EXERCISE INPUTS >>
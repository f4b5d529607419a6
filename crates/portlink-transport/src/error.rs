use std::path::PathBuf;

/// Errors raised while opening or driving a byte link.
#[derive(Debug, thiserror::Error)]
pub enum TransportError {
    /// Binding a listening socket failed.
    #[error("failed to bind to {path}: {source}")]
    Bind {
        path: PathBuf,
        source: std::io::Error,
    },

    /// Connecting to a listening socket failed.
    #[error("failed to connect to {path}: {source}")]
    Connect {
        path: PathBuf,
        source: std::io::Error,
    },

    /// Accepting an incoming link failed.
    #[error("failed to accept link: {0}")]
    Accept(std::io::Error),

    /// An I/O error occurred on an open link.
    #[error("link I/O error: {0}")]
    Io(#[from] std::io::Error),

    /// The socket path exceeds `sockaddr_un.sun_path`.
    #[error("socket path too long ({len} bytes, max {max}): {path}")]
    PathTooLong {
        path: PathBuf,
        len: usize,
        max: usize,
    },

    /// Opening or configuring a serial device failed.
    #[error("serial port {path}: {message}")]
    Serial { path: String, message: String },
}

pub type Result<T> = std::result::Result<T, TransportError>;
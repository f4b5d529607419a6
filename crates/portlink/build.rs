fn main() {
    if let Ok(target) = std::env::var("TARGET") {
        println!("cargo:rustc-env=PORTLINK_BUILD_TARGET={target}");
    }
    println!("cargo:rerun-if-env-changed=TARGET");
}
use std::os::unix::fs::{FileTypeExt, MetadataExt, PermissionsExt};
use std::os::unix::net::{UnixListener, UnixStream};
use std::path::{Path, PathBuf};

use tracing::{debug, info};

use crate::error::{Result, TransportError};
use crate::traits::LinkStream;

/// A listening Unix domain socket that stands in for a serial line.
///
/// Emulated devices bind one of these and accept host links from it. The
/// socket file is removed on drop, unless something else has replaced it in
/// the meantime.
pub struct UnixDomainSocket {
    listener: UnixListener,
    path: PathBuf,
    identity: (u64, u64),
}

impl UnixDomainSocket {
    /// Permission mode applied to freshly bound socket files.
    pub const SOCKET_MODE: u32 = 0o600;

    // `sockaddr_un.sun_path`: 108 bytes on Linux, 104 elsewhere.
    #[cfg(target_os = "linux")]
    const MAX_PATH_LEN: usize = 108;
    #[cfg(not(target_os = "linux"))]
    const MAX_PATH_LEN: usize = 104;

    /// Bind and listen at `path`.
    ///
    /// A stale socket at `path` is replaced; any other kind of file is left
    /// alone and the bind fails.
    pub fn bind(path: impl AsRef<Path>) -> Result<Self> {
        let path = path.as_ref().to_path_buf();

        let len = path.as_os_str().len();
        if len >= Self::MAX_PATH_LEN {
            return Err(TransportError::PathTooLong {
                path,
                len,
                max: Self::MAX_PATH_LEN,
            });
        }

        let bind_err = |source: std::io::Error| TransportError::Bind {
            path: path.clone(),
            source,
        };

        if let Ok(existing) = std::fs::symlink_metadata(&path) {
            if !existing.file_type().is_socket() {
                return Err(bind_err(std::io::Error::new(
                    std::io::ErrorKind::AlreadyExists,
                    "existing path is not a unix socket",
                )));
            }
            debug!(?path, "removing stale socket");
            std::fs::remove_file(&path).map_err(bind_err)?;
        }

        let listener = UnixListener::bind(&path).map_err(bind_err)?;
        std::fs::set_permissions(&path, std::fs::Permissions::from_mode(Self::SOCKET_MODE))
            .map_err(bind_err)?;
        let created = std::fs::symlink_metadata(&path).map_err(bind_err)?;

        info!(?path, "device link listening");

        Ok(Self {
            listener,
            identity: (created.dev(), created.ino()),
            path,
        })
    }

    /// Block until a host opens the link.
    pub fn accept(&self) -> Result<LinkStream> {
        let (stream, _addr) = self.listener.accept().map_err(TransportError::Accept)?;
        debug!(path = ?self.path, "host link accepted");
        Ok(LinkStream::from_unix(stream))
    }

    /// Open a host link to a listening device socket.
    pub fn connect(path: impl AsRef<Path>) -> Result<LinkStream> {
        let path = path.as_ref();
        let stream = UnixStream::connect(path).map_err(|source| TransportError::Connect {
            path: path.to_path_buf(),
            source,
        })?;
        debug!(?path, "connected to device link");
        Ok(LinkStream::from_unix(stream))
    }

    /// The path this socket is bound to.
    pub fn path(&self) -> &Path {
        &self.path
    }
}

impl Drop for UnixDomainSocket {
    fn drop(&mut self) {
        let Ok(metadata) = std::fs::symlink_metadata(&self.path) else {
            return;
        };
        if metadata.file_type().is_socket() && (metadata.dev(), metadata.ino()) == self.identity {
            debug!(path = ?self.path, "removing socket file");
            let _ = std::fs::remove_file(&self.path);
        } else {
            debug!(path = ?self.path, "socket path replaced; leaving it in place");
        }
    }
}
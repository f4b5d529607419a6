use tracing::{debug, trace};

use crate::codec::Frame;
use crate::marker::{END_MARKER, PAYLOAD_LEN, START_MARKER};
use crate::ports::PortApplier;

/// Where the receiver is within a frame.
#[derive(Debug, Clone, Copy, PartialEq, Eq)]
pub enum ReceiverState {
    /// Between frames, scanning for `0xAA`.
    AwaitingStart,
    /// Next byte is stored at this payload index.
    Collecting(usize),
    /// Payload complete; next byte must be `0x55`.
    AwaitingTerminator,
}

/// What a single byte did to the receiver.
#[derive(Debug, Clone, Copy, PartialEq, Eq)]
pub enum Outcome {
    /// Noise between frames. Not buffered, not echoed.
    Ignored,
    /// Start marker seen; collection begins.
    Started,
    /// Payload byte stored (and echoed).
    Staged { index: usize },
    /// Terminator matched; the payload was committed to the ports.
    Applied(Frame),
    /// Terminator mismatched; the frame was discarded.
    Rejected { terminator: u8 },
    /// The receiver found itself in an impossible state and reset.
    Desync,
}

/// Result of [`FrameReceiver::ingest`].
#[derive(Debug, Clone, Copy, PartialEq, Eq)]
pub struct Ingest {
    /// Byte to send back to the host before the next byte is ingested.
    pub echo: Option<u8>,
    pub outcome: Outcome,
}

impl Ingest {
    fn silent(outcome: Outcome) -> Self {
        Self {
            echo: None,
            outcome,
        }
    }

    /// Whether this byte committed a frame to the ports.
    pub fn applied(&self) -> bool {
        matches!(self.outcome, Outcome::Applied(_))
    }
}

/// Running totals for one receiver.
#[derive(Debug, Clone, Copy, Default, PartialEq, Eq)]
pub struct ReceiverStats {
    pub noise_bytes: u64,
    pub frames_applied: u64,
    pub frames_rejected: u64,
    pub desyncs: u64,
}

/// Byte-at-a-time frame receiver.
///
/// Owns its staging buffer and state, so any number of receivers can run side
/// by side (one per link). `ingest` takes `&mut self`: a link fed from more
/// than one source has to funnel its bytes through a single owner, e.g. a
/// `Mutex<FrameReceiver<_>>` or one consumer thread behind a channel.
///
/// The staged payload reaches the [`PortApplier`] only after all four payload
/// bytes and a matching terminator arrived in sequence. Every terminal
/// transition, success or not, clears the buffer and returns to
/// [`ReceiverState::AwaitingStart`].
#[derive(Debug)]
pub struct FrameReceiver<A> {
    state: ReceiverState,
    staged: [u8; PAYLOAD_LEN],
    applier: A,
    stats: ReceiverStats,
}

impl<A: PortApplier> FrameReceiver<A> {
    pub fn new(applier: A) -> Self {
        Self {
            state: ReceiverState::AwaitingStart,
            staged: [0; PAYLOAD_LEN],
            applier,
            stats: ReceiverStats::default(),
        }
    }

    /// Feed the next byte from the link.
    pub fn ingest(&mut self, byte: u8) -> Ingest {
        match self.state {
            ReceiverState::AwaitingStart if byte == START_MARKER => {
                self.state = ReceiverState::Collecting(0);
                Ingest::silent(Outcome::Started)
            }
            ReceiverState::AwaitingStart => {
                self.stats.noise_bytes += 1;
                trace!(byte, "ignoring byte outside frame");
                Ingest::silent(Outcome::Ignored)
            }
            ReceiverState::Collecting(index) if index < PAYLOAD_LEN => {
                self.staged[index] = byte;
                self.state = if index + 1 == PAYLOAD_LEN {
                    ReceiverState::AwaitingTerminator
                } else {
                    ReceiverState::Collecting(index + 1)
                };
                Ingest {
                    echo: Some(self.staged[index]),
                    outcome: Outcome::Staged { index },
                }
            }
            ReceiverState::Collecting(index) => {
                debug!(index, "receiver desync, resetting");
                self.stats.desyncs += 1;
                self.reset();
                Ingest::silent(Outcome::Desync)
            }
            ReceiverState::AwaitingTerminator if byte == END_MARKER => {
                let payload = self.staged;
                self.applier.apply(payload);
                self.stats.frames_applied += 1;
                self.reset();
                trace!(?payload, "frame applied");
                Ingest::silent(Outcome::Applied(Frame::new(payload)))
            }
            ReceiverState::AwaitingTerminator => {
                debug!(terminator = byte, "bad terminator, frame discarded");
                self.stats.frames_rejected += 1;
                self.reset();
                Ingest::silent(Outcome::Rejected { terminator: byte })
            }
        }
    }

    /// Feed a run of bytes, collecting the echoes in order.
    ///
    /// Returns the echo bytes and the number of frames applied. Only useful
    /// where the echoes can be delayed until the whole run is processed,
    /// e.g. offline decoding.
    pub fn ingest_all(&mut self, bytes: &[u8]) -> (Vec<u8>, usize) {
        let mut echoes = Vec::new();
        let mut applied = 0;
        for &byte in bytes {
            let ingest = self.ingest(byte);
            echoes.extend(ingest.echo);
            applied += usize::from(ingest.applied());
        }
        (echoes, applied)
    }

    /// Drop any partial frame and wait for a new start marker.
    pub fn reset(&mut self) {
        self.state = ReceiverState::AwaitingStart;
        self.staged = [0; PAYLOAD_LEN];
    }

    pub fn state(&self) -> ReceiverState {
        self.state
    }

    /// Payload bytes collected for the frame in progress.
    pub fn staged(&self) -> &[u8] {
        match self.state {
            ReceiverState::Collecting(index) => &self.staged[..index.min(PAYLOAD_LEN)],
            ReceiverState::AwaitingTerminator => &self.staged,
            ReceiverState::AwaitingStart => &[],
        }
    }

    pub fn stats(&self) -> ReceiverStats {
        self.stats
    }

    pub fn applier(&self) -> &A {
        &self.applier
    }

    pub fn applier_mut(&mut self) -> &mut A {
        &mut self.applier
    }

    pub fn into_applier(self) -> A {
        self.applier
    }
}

ABOUT THIS TASK >>
Above are the records. Identify each line that contains the word "echoes".

EXERCISE OUTPUT >>
    /// Feed a run of bytes, collecting the echoes in order.
    /// where the echoes can be delayed until the whole run is processed,
        let mut echoes = Vec::new();
            echoes.extend(ingest.echo);
        (echoes, applied)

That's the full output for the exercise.